Feb 13, 2020 (West St. Paul, Minnesota) – An OUTRAGEOUS family court decision from the State of Minnesota… Ta’Quan Lee Smith has a rap sheet that includes selling drugs, armed robbery and giving police officers a false name. SO how was Smith able to convince a family court judge that he is deserving of custody of a child, and should have unsupervised visits? During a recent child custody exchange, Smith became angry and started shooting a gun at the car his ex-wife and child were riding in. The bullets missed the victims and instead landed in the metal roof of a nearby business, thankfully no one was hurt.
“Police learned from the victim that she had gone to the parking lot with her new boyfriend to meet her soon-to-be ex-husband, whom she identified as Tu’Quan Lee Smith, for a child custody exchange, the complaint states.
She told police that Smith exited his vehicle and began taunting the couple. They completed the exchange of the child and then Smith flashed a gun and threatened her boyfriend. The victim and her boyfriend then left with the child in their vehicle.
The victim then realized that her child had dropped a glove in the parking lot, so they returned to the parking lot and Smith followed them in his vehicle. Once in the parking lot, Smith pointed the handgun at the victim’s vehicle and fired two shots at the front of the vehicle. The victim then fled the parking lot to get away from the scene…”
Smith has been taken into custody and is being held at the Dakota County Jail. If convicted, Smith could serve up to 7 years in prison.
But what about the sentence given to children who are court ordered into unsafe custody or visitation arrangements by family court judges? These children face a kind of incarceration where their childhood ends, and they are condemned to be re-abused or traumatized after being placed in custody or visits with an abusive, unfit parent.
In 2017, the United Kingdom passed significant reform and changes in family court procedure to better protect victims of domestic violence, and their children, during divorce and custody cases. The changes were implemented after after the release of a report titled Nineteen Child Homicides. The report tells the stories of the cases of 19 children, all intentionally killed by a parent who was also a known perpetrator of domestic abuse. The killings happened due to unsafe child contact arrangements, formal and informal. Over half of these child contact arrangements were ordered by the family courts.

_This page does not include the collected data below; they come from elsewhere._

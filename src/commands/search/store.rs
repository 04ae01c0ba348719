use std::fs;
use std::path::{Path, PathBuf};

use anyhow::{Context, Result};
use rusqlite::{Connection, OpenFlags, params};

use crate::semantic::{
    SemanticModelConfig, chunk_payload_for_embedding, cosine_similarity, decode_embedding_blob,
    embedding_text_hash, encode_embedding_blob,
};
use crate::util::now_utc_string;

use super::chunking::TextChunk;

pub(super) const STORE_SCHEMA_VERSION: &str = "1";

#[derive(Debug, Clone, Copy, Default, PartialEq, Eq)]
pub(super) struct InsertCounts {
    pub(super) embedded: usize,
    pub(super) skipped_empty: usize,
}

#[derive(Debug, Clone, PartialEq)]
pub(super) struct ScoredChunk {
    pub(super) chunk_id: String,
    pub(super) source: String,
    pub(super) page: usize,
    pub(super) text: String,
    pub(super) score: f64,
}

/// Deletes any previous index at `path` and opens a fresh one.
pub(super) fn reset_store(path: &Path) -> Result<Connection> {
    for stale in [
        path.to_path_buf(),
        sidecar_path(path, "-wal"),
        sidecar_path(path, "-shm"),
    ] {
        if stale.exists() {
            fs::remove_file(&stale)
                .with_context(|| format!("failed to remove stale index: {}", stale.display()))?;
        }
    }

    let connection = Connection::open(path)
        .with_context(|| format!("failed to create search index: {}", path.display()))?;
    configure_connection(&connection)?;
    ensure_schema(&connection)?;
    Ok(connection)
}

pub(super) fn open_store(path: &Path) -> Result<Connection> {
    let connection = Connection::open_with_flags(
        path,
        OpenFlags::SQLITE_OPEN_READ_WRITE | OpenFlags::SQLITE_OPEN_NO_MUTEX,
    )
    .with_context(|| format!("failed to open search index: {}", path.display()))?;
    configure_connection(&connection)?;
    ensure_schema(&connection)?;
    Ok(connection)
}

fn sidecar_path(path: &Path, suffix: &str) -> PathBuf {
    let mut raw = path.as_os_str().to_os_string();
    raw.push(suffix);
    PathBuf::from(raw)
}

fn configure_connection(connection: &Connection) -> Result<()> {
    connection
        .pragma_update(None, "journal_mode", "WAL")
        .context("failed to set journal_mode=WAL")?;
    connection
        .pragma_update(None, "synchronous", "NORMAL")
        .context("failed to set synchronous=NORMAL")?;
    Ok(())
}

pub(super) fn ensure_schema(connection: &Connection) -> Result<()> {
    connection.execute_batch(
        "
        CREATE TABLE IF NOT EXISTS metadata (
          key TEXT PRIMARY KEY,
          value TEXT NOT NULL
        );

        CREATE TABLE IF NOT EXISTS embedding_models (
          model_id TEXT PRIMARY KEY,
          backend TEXT NOT NULL,
          model_name TEXT NOT NULL,
          dimensions INTEGER NOT NULL,
          normalize INTEGER NOT NULL,
          created_at TEXT NOT NULL,
          config_json TEXT NOT NULL
        );

        CREATE TABLE IF NOT EXISTS chunks (
          chunk_id TEXT PRIMARY KEY,
          source TEXT NOT NULL,
          page INTEGER NOT NULL,
          chunk_seq INTEGER NOT NULL,
          text TEXT NOT NULL,
          text_hash TEXT NOT NULL,
          embedding BLOB NOT NULL,
          embedding_dim INTEGER NOT NULL,
          model_id TEXT NOT NULL,
          FOREIGN KEY (model_id) REFERENCES embedding_models(model_id) ON DELETE CASCADE
        );

        CREATE INDEX IF NOT EXISTS idx_chunks_model ON chunks(model_id);
        CREATE INDEX IF NOT EXISTS idx_chunks_source_page ON chunks(source, page);
        ",
    )?;

    connection.execute(
        "
        INSERT INTO metadata(key, value) VALUES('schema_version', ?1)
        ON CONFLICT(key) DO UPDATE SET value=excluded.value
        ",
        [STORE_SCHEMA_VERSION],
    )?;

    Ok(())
}

pub(super) fn register_model(connection: &Connection, model: &SemanticModelConfig) -> Result<()> {
    let config_json = serde_json::to_string(model).context("failed to serialize model config")?;

    connection.execute(
        "
        INSERT INTO embedding_models(model_id, backend, model_name, dimensions, normalize, created_at, config_json)
        VALUES(?1, ?2, ?3, ?4, 1, ?5, ?6)
        ON CONFLICT(model_id) DO UPDATE SET
          backend=excluded.backend,
          model_name=excluded.model_name,
          dimensions=excluded.dimensions,
          normalize=excluded.normalize,
          config_json=excluded.config_json
        ",
        params![
            model.model_id,
            model.backend,
            model.model_name,
            model.dimensions as i64,
            now_utc_string(),
            config_json,
        ],
    )?;

    Ok(())
}

/// Embeds and stores every chunk in one transaction. Chunks with no embeddable text are
/// counted and left out.
pub(super) fn insert_chunks(
    connection: &mut Connection,
    chunks: &[TextChunk],
    model: &SemanticModelConfig,
) -> Result<InsertCounts> {
    let mut counts = InsertCounts::default();
    let tx = connection.transaction()?;

    {
        let mut statement = tx.prepare(
            "
            INSERT INTO chunks(chunk_id, source, page, chunk_seq, text, text_hash, embedding, embedding_dim, model_id)
            VALUES(?1, ?2, ?3, ?4, ?5, ?6, ?7, ?8, ?9)
            ON CONFLICT(chunk_id) DO UPDATE SET
              source=excluded.source,
              page=excluded.page,
              chunk_seq=excluded.chunk_seq,
              text=excluded.text,
              text_hash=excluded.text_hash,
              embedding=excluded.embedding,
              embedding_dim=excluded.embedding_dim,
              model_id=excluded.model_id
            ",
        )?;

        for chunk in chunks {
            let Some(payload) = chunk_payload_for_embedding(&chunk.text) else {
                counts.skipped_empty += 1;
                continue;
            };

            let embedding = model.embed(&payload);
            statement.execute(params![
                chunk.chunk_id,
                chunk.source,
                chunk.page as i64,
                chunk.seq as i64,
                chunk.text,
                embedding_text_hash(&payload),
                encode_embedding_blob(&embedding),
                embedding.len() as i64,
                model.model_id,
            ])?;
            counts.embedded += 1;
        }
    }

    tx.commit()?;
    Ok(counts)
}

/// Scores every stored chunk of `model` against the query and keeps the best `top_k`,
/// highest score first with ties broken by chunk id.
pub(super) fn similarity_search(
    connection: &Connection,
    query: &str,
    model: &SemanticModelConfig,
    top_k: usize,
) -> Result<Vec<ScoredChunk>> {
    if top_k == 0 {
        return Ok(Vec::new());
    }

    let query_embedding = model.embed(query);
    let mut statement = connection.prepare(
        "
        SELECT chunk_id, source, page, text, embedding, embedding_dim
        FROM chunks
        WHERE model_id = ?1
        ORDER BY chunk_id ASC
        ",
    )?;

    let mut rows = statement.query([&model.model_id])?;
    let mut scored = Vec::<ScoredChunk>::new();

    while let Some(row) = rows.next()? {
        let blob: Vec<u8> = row.get(4)?;
        let embedding_dim = row.get::<_, i64>(5)?.max(0) as usize;
        let Some(embedding) = decode_embedding_blob(&blob, embedding_dim) else {
            continue;
        };

        scored.push(ScoredChunk {
            chunk_id: row.get(0)?,
            source: row.get(1)?,
            page: row.get::<_, i64>(2)?.max(0) as usize,
            text: row.get(3)?,
            score: cosine_similarity(&query_embedding, &embedding),
        });
    }

    scored.sort_by(|left, right| {
        right
            .score
            .total_cmp(&left.score)
            .then_with(|| left.chunk_id.cmp(&right.chunk_id))
    });
    scored.truncate(top_k);

    Ok(scored)
}

pub(super) fn count_chunks(connection: &Connection, model_id: &str) -> Result<usize> {
    let count: i64 = connection.query_row(
        "SELECT COUNT(*) FROM chunks WHERE model_id = ?1",
        [model_id],
        |row| row.get(0),
    )?;
    Ok(count.max(0) as usize)
}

Cases of injustice and abuse in family court have been reported for over 20 years in Minnesota and also been reported to be happening by parents in every state of the U.S. and even internationally. The Smith case should be a wake up call that the family court system is in serious need of reform and without it, lives will be put at risk and children will be harmed by the very system that is support to support their “best interest”.